Solved – Partitioning explained variance to fixed effects by comparing r squared (R2) between linear mixed models

mixed modelmodelingr-squared

Lets say I have 2 linear mixed models. One is simply a subset of the other.

The first contains terms for 2 fixed effects and a random intercept. One of the fixed effects, "x1" I know, a priori, belongs in the model. The other fixed effect, "x2", I suspect may explain additional variance in the response (and I'd like to figure out how much).

The second model is the same as the first, except it simply drops "x2".

I calculate marginal r-squared for both models sensu
"Nakagawa, S., and H. Schielzeth. 2013. A general and simple method for obtaining R2 from generalized linear mixed-effects models. Methods in Ecology and Evolution 4(2): 133-142"

According to the paper, marginal r-squared gives the variance explained by the fixed effects part of the model.

My question is, why or why not can I take the difference in marginal r-squared values between the 2 models as the variance explained by "x2"?
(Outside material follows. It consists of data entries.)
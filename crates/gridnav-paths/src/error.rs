//! Error types for heap and search operations.
//!
//! "No path" is not an error: [`find_path`](crate::find_path) reports it as
//! `Ok(None)`. The variants here signal misuse or internal inconsistency.

use gridnav_core::Point;

/// Errors raised by [`BinaryHeap`](crate::BinaryHeap).
#[derive(Debug, Clone, Copy, PartialEq, Eq, thiserror::Error)]
#[non_exhaustive]
pub enum HeapError {
    /// [`remove`](crate::BinaryHeap::remove) was asked for an element that
    /// was never inserted or has already been removed.
    #[error("item is not present in the heap")]
    NotFound,
}

/// Errors raised by an A* search.
#[derive(Debug, Clone, PartialEq, Eq, thiserror::Error)]
#[non_exhaustive]
pub enum SearchError {
    /// The start or finish point lies outside the grid.
    #[error("point {point} is outside the {width}x{height} grid")]
    OutOfBounds {
        /// The offending point.
        point: Point,
        /// Grid width.
        width: usize,
        /// Grid height.
        height: usize,
    },

    /// The frontier and the open set disagree about which cells are queued.
    #[error("frontier out of sync with open set: {0}")]
    Heap(#[from] HeapError),

    /// The frontier yielded a cell the open set never recorded.
    #[error("frontier yielded cell {0} that the open set never recorded")]
    UnknownCell(usize),

    /// The configured expansion budget ran out before the search finished.
    #[error("search budget exhausted after expanding {expanded} cells")]
    BudgetExhausted {
        /// Number of cells expanded before giving up.
        expanded: usize,
    },
}

impl SearchError {
    /// Returns `true` if the search stopped on its expansion budget.
    #[must_use]
    pub const fn is_budget_exhausted(&self) -> bool {
        matches!(self, Self::BudgetExhausted { .. })
    }
}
(e.g., R2_model1 = 0.5, R2_model2 = 0.4; Is the interpretation as simple as "including x2 explains 10% more variance"?) I understand that "x2" in a model without "x1" would not necessarily have r2 = 0.1

Thanks for any help and please let me know if I can improve this question.

Best Answer

Your model is as follows:

$$y_{ij} = \beta_0 + \beta_1 X^{(1)}_{ij} + \beta_2 X^{(2)}_{ij} + b_j + \epsilon_{ij}$$

and $R^2$ for fixed effects ($R^2_m$) is defined by Nakagawa and Schielzeth as:

$$R^2_m = \frac{\sigma^2_f}{\sigma^2_f + \sigma^2_\alpha + \sigma^2_\epsilon}$$

where:

$$\sigma^2_f = var\left( \beta_1 X^{(1)}_{ij} + \beta_2 X^{(2)}_{ij} \right)$$

So, when in the second model you drop $X_2$, what changes is that $\sigma^2_f = var( \beta_1 X^{(1)}_{ij} )$. You can check this thread on how does variance of sum relates to sum of variances because it relates to the formula. What you can find is that, generally, variance of sum is the same as sum of variances if the variables are independent. So if $X_1$ and $X_2$ are uncorrelated you can decompose it in:

$$\frac{var( \beta_1 X^{(1)}_{ij})}{var( \beta_1 X^{(1)}_{ij} + \beta_2 X^{(2)}_{ij}) + \sigma^2_\alpha + \sigma^2_\epsilon} + \frac{var( \beta_2 X^{(2)}_{ij})}{var( \beta_1 X^{(1)}_{ij} + \beta_2 X^{(2)}_{ij}) + \sigma^2_\alpha + \sigma^2_\epsilon}$$

and so you can consider both sides of summation as "$R^2_{\beta_1}$" and "$R^2_{\beta_2}$", i.e. variance explained by both terms in this model. In Nakagawa and Schielzeth's approach $R^2$'s are proportions of variance explained by one part of the model in all the variance explained by all the effects in the model (fixed + random + residual). So it is more relative than with classical $R^2$ that is:

$$R^2 = 1 - \frac{\sum_i(y_i - \hat{y})^2}{\sum_i(y_i - \overline{y})^2}$$

so here, in classical $R^2$, if you compared different models, the divisor would not change. With $R^2$'s for linear mixed models, the divisor changes. Also, in classical $R^2$ you compare model variance to variance of the independent variable, while in $R^2$'s for linear mixed models you compare to all the variance explained by all the effects in the model, so it is more relative. That is also a problem with using it in a way you would like to use it: looking at differences between different $R^2_m$'s. I personally like Nakagawa and Schielzeth approach, however you have to remember that while the idea is it is an "absolute" measure, in practice it is not that "absolute" as classical $R^2$ for linear regression. I would treat it as another measure of fit, but certainly not as "more objective" than others. Also, consider that in general $R^2$ for linear models has it's flaws (e.g. this question).

If you wanted to look at variance explained by some independent variables alone I would rather use "relative" approach, i.e. "$R^2_{\beta_1}$" and "$R^2_{\beta_2}$". However, $R^2$ is used as a measure of fit for a whole model and I haven’t seen "partial $R^2$" used by anyone.

The commonly used approach to compare "how important" some fixed coefficient is, would be to check "how big" it is relatively to the scale of your dependent variable (does including it change anything in the result you could obtain by the model) and/or to check the size of standardized coefficients (i.e. $t$-values). Gelman & Hill (2006) give many practical hints on regression models and mixed models, so you could check out this book.